Totally agree with you on this one!
I have enjoyed this blog for so long now that I can’t really recall what it might have been like to start a day without catching up with FLG. But I can recall my own youth and how excited I was when I first discovered “Treasure Island” and realized that the whole adventure began in Savannah Georgia; practically my back yard. I, like all young boys, was keenly interested in Pirates and it’s the sort of thing that doesn’t die easily. There will always be a few spare axons and dendrites that tingle and quiver in the cortex of every man that make him say, occasionally, weird things like, “Shiver me timbers,” “Land ho!” or even “Hoist high the Jolly Roger.” And these seeming anachronisms are fine and most people just shake their heads and know that another lost soul still longs for the days when filthy, drunken men managed to live by their Own Rules and society, as a whole, was better able to understand that a certain amount of rapine was just something that had to be dealt with.
But now…this. I really must protest. I’ve grown exceedingly tired of how hip vampires have become. This genre has been done to death, or better yet, done to undeath. Vampires, as far as subject matter for films, books, television, comics, stage plays, clay-mation or anime goes, are Done. I’ve had more than enough of them. There’s no need to incorporate them into the Fine and Noble history of Piracy. How many times can we re-tell this story? How many new avenues can we explore? How many times can the Magical Glitter Machine try to ride the coat tails of one success story by tacking another one to them?
I can see it now…some executive in his office, thinking to himself…”Well, all the rubes seemed to love ‘Pirates of the Caribbean’ and they eat up these damn idiotic, juvenile vampire pictures (read as: Twilight) so…if we just combined the two…we’d really clean up!”

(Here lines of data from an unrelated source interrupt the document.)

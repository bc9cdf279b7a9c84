//! AURA Web Client
//!
//! Genomic risk assessment in the browser, built with Leptos (WASM).
//!
//! # Features
//!
//! - Sign in / registration with client-side password checks
//! - Genomic file upload with progress and analysis handoff
//! - Risk results with per-risk prevention plans
//! - Dashboard and health-metric views
//!
//! # Architecture
//!
//! Client-side rendered (CSR) Leptos application compiled to WebAssembly.
//! Decisions (route guard, upload phases, severity tiers) come from the
//! `aura` core crate; this crate renders them and talks to the analysis and
//! auth APIs over HTTP.

use leptos::*;

mod api;
mod app;
mod components;
mod pages;
mod state;

fn main() {
    // Readable panics in the browser console
    console_error_panic_hook::set_once();

    mount_to_body(|| view! { <app::App /> });
}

Sure. And, of course, the Rubes will come running. But you can see how it’s just a short cut to an imagined success that has nothing to do with creativity or originality. There is so much rich and fecund ground in the Actual History of piracy that any number of fine novels or films could be produced about them without having to resort to this kind of cheap chicanery.
Vampires stopped being cool when Anne Rice hit the scene and they are even less cool now that every hack in Hollywood has taken a swipe at them. Pirates are easily cooler because: A: They’re Real. B: They drink Rum. And C: They drink rum.
To Hell with vampires.
Stay Pure and True FLG. Find a Code and live by it. Pirates can stand on their own legs, or possibly one of their own legs and a wooden peg. But you can bet you ass that you won’t catch any of them ever refusing wine or wearing some faggoty-ass, silk cape.